[Stored data]
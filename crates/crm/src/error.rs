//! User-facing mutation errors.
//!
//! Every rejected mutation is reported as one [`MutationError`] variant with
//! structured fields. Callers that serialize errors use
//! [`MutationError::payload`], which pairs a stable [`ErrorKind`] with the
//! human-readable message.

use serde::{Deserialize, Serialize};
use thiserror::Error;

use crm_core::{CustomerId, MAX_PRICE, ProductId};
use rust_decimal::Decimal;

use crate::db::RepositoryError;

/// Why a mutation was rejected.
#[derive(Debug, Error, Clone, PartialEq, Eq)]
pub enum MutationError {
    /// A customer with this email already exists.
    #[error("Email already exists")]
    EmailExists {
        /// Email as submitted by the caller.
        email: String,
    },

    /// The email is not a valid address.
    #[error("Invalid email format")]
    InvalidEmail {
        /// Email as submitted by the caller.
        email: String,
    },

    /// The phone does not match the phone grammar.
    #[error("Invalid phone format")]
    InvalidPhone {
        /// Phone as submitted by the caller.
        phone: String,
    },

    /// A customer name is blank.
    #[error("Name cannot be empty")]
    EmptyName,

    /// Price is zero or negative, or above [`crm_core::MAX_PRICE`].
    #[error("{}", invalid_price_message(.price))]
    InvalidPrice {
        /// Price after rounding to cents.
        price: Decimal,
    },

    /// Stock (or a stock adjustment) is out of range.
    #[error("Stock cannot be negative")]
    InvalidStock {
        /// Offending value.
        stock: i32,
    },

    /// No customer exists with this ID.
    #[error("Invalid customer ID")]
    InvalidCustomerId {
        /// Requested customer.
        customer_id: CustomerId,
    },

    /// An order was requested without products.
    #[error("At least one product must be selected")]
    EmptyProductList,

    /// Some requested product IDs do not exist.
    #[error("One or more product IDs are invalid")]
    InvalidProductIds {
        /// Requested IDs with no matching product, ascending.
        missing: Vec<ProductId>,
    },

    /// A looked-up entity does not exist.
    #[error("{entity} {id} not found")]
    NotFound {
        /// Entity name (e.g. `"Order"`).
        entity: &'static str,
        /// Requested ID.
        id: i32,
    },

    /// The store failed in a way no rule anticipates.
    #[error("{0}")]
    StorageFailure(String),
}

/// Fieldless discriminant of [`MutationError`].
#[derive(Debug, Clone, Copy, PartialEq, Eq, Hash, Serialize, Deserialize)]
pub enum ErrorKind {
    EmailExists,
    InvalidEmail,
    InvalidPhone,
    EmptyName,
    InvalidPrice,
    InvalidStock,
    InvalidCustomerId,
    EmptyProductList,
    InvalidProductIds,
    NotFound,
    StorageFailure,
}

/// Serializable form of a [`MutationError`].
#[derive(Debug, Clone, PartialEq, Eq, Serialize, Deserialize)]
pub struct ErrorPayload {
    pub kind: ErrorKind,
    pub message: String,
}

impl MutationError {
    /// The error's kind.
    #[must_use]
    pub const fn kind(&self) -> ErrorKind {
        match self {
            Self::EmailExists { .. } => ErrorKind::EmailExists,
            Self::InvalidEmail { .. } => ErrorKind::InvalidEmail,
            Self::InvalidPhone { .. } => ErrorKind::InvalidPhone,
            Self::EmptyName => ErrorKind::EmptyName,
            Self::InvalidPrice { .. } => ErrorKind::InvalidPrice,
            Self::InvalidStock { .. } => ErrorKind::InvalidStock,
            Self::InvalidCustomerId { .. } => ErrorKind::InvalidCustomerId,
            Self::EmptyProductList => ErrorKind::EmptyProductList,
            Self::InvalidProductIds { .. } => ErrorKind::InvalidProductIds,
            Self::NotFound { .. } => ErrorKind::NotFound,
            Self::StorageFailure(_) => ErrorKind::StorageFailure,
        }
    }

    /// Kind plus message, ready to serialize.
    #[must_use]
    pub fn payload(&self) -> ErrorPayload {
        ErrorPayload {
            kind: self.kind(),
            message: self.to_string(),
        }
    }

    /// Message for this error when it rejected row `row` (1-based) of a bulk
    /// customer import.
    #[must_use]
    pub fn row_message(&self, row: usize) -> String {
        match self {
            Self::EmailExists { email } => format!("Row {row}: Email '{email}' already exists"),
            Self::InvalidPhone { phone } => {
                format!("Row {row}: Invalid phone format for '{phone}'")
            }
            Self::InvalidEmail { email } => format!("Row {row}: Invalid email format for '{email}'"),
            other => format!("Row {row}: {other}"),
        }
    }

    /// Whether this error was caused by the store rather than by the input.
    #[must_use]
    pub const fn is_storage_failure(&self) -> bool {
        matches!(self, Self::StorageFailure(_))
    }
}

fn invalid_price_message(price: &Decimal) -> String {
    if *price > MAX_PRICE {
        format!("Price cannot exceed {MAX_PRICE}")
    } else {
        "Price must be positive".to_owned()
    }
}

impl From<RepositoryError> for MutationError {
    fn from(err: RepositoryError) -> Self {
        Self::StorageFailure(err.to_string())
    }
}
--
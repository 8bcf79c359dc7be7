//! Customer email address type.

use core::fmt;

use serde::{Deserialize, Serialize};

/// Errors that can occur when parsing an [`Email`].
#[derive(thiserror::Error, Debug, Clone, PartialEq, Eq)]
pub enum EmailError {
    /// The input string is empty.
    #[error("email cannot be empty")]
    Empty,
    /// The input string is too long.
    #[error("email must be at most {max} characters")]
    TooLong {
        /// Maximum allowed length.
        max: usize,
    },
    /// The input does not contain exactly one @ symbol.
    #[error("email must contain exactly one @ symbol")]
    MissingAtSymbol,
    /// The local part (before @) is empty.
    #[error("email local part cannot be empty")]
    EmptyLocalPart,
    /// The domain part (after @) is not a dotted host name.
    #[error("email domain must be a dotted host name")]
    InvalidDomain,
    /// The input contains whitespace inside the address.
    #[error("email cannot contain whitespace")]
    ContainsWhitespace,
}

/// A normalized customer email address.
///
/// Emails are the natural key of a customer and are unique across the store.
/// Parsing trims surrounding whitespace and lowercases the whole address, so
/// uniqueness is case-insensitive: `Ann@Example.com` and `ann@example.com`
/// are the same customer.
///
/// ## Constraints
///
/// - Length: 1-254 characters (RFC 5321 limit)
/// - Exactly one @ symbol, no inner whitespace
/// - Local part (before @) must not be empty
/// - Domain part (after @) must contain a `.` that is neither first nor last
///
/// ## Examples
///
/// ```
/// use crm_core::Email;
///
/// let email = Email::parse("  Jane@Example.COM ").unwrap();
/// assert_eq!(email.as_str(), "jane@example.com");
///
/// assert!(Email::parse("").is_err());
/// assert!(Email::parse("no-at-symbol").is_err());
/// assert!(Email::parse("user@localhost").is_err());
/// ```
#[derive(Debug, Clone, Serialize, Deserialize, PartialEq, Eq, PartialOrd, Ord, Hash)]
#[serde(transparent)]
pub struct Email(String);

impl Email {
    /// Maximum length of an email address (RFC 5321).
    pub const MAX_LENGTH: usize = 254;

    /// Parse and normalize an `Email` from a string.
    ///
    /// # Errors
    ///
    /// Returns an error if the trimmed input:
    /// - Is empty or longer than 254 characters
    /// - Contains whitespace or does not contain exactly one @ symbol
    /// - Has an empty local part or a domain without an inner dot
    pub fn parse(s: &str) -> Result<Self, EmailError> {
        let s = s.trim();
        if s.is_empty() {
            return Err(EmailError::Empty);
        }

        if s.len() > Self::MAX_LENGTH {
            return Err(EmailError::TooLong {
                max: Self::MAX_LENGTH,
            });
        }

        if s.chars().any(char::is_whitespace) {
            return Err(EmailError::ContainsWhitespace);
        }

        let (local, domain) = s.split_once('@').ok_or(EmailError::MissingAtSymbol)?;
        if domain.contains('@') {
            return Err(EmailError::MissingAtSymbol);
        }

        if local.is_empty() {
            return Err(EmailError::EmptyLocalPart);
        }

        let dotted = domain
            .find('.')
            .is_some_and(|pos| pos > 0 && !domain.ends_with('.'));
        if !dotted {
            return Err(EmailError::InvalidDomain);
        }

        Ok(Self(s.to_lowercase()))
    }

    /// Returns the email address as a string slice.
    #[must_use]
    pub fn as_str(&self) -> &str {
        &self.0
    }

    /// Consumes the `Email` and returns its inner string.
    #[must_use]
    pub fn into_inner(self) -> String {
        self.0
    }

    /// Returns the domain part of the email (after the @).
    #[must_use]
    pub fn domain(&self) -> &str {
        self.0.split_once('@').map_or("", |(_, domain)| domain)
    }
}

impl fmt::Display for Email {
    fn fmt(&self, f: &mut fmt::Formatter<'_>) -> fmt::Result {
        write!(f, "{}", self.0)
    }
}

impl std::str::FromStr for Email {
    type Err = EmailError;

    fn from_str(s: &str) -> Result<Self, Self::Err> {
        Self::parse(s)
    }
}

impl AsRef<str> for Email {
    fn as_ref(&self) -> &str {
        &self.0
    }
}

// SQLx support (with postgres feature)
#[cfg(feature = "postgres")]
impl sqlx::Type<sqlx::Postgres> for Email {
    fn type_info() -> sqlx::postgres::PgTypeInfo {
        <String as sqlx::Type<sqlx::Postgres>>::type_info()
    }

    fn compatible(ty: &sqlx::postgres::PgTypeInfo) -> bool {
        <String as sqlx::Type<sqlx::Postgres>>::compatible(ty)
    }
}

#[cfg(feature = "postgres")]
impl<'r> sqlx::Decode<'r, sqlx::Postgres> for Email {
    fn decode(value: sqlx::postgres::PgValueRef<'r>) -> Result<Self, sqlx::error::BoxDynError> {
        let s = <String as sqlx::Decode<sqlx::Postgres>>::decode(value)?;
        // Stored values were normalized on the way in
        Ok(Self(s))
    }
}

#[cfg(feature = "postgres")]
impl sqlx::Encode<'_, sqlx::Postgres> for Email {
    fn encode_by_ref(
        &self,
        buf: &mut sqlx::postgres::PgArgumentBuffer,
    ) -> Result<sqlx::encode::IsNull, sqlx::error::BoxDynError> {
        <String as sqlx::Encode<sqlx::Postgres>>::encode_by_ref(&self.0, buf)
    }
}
---
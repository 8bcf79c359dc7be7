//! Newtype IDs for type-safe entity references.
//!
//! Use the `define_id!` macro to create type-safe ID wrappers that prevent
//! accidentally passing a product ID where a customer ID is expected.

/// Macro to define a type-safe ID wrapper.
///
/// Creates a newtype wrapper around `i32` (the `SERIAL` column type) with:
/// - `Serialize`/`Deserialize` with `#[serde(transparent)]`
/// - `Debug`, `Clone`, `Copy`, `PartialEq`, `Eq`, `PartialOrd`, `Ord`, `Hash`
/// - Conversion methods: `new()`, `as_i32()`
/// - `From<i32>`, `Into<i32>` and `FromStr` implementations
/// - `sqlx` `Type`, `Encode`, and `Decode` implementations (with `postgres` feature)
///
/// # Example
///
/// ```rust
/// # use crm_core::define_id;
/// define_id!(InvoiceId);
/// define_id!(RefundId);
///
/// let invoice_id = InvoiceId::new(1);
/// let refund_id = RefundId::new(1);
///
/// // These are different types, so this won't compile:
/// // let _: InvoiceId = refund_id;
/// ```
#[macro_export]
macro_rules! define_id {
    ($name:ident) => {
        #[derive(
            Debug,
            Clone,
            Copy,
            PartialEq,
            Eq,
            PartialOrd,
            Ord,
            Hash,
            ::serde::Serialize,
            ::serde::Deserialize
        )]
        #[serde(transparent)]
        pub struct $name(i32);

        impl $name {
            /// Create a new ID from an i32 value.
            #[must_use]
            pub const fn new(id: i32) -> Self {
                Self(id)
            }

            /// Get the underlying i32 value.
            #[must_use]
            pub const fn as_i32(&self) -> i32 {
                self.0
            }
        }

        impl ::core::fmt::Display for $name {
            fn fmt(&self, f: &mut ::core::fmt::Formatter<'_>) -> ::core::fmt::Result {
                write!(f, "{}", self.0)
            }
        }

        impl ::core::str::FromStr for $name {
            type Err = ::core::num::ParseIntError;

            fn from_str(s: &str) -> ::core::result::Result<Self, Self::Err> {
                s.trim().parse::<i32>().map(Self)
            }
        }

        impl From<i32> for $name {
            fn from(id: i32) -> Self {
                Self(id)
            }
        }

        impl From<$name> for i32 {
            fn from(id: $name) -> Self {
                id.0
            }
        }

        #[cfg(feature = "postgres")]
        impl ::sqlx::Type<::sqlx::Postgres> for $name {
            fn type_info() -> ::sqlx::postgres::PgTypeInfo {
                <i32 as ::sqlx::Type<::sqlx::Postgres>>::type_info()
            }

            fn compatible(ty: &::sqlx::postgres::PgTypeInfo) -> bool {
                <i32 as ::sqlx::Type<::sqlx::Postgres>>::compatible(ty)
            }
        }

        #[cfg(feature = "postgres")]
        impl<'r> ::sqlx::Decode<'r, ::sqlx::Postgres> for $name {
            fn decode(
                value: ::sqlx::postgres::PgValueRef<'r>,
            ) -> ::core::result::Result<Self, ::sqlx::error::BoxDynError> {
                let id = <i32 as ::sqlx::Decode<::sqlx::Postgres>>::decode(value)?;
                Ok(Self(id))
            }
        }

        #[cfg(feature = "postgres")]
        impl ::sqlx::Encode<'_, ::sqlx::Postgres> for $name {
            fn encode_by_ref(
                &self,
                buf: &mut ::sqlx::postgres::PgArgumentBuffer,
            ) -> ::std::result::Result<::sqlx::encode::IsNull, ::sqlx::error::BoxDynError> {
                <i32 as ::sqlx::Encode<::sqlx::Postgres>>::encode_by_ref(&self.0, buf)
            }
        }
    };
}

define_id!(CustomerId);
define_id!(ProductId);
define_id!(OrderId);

Work order:
Exactly the lines above from the one with "filename crates/crm/src/error.rs" to the one with "use rust_decimal::Decimal;", both included, are to be quoted; leave the rest out.

Answer space:
filename crates/crm/src/error.rs
//! User-facing mutation errors.
//!
//! Every rejected mutation is reported as one [`MutationError`] variant with
//! structured fields. Callers that serialize errors use
//! [`MutationError::payload`], which pairs a stable [`ErrorKind`] with the
//! human-readable message.

use serde::{Deserialize, Serialize};
use thiserror::Error;

use crm_core::{CustomerId, MAX_PRICE, ProductId};
use rust_decimal::Decimal;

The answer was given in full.